| INPUT MATERIAL |

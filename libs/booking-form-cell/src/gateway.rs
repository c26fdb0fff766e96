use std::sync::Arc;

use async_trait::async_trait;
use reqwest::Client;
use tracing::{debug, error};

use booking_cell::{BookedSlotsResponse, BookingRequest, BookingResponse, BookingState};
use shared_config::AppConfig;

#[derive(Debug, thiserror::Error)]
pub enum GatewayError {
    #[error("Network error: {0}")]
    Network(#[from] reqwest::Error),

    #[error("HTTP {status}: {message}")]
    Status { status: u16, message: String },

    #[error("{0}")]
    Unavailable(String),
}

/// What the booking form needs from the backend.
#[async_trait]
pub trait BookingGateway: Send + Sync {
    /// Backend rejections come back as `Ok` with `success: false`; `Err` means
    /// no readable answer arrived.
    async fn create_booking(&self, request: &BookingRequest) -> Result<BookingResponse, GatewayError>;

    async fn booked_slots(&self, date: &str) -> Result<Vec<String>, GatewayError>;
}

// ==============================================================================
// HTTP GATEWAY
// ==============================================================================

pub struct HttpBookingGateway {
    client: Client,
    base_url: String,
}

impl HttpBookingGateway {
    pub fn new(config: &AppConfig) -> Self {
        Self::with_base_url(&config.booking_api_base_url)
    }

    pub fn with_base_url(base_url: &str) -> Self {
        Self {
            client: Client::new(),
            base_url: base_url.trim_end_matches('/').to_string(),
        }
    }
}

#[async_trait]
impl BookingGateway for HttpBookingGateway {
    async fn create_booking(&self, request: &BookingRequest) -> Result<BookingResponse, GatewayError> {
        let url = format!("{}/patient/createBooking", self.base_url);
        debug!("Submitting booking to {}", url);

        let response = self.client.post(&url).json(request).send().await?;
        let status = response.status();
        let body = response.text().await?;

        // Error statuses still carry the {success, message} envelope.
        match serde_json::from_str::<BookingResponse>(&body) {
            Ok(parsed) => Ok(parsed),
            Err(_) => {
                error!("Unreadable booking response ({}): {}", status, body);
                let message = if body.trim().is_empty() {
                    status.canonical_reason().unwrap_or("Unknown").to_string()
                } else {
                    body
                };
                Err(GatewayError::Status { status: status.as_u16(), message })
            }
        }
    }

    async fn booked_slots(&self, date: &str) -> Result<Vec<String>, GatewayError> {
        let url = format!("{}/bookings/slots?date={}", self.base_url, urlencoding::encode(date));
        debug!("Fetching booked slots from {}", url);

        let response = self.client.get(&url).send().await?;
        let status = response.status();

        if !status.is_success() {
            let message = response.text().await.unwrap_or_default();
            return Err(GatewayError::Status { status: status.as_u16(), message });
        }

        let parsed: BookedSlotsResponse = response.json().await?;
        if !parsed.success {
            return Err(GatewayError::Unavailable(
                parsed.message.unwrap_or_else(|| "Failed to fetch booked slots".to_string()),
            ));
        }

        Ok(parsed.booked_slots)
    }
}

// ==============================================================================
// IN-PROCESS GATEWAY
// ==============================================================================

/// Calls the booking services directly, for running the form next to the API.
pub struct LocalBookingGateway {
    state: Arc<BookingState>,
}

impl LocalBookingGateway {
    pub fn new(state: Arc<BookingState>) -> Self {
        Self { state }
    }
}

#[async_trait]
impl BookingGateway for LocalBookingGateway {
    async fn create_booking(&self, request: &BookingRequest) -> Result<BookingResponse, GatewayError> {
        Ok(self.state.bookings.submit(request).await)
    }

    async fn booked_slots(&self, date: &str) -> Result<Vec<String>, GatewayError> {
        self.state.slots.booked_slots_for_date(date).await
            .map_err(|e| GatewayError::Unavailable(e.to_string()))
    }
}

| WHAT TO PRODUCE |
Line by line, copy the data above.

| EXERCISE RESPONSE |
filename libs/booking-form-cell/src/gateway.rs
repository c26fdb0fff766e96
use std::sync::Arc;

use async_trait::async_trait;
use reqwest::Client;
use tracing::{debug, error};

use booking_cell::{BookedSlotsResponse, BookingRequest, BookingResponse, BookingState};
use shared_config::AppConfig;

#[derive(Debug, thiserror::Error)]
pub enum GatewayError {
    #[error("Network error: {0}")]
    Network(#[from] reqwest::Error),

    #[error("HTTP {status}: {message}")]
    Status { status: u16, message: String },

    #[error("{0}")]
    Unavailable(String),
}

/// What the booking form needs from the backend.
#[async_trait]
pub trait BookingGateway: Send + Sync {
    /// Backend rejections come back as `Ok` with `success: false`; `Err` means
    /// no readable answer arrived.
    async fn create_booking(&self, request: &BookingRequest) -> Result<BookingResponse, GatewayError>;

    async fn booked_slots(&self, date: &str) -> Result<Vec<String>, GatewayError>;
}

// ==============================================================================
// HTTP GATEWAY
// ==============================================================================

pub struct HttpBookingGateway {
    client: Client,
    base_url: String,
}

impl HttpBookingGateway {
    pub fn new(config: &AppConfig) -> Self {
        Self::with_base_url(&config.booking_api_base_url)
    }

    pub fn with_base_url(base_url: &str) -> Self {
        Self {
            client: Client::new(),
            base_url: base_url.trim_end_matches('/').to_string(),
        }
    }
}

#[async_trait]
impl BookingGateway for HttpBookingGateway {
    async fn create_booking(&self, request: &BookingRequest) -> Result<BookingResponse, GatewayError> {
        let url = format!("{}/patient/createBooking", self.base_url);
        debug!("Submitting booking to {}", url);

        let response = self.client.post(&url).json(request).send().await?;
        let status = response.status();
        let body = response.text().await?;

        // Error statuses still carry the {success, message} envelope.
        match serde_json::from_str::<BookingResponse>(&body) {
            Ok(parsed) => Ok(parsed),
            Err(_) => {
                error!("Unreadable booking response ({}): {}", status, body);
                let message = if body.trim().is_empty() {
                    status.canonical_reason().unwrap_or("Unknown").to_string()
                } else {
                    body
                };
                Err(GatewayError::Status { status: status.as_u16(), message })
            }
        }
    }

    async fn booked_slots(&self, date: &str) -> Result<Vec<String>, GatewayError> {
        let url = format!("{}/bookings/slots?date={}", self.base_url, urlencoding::encode(date));
        debug!("Fetching booked slots from {}", url);

        let response = self.client.get(&url).send().await?;
        let status = response.status();

        if !status.is_success() {
            let message = response.text().await.unwrap_or_default();
            return Err(GatewayError::Status { status: status.as_u16(), message });
        }

        let parsed: BookedSlotsResponse = response.json().await?;
        if !parsed.success {
            return Err(GatewayError::Unavailable(
                parsed.message.unwrap_or_else(|| "Failed to fetch booked slots".to_string()),
            ));
        }

        Ok(parsed.booked_slots)
    }
}

// ==============================================================================
// IN-PROCESS GATEWAY
// ==============================================================================

/// Calls the booking services directly, for running the form next to the API.
pub struct LocalBookingGateway {
    state: Arc<BookingState>,
}

impl LocalBookingGateway {
    pub fn new(state: Arc<BookingState>) -> Self {
        Self { state }
    }
}

#[async_trait]
impl BookingGateway for LocalBookingGateway {
    async fn create_booking(&self, request: &BookingRequest) -> Result<BookingResponse, GatewayError> {
        Ok(self.state.bookings.submit(request).await)
    }

    async fn booked_slots(&self, date: &str) -> Result<Vec<String>, GatewayError> {
        self.state.slots.booked_slots_for_date(date).await
            .map_err(|e| GatewayError::Unavailable(e.to_string()))
    }
}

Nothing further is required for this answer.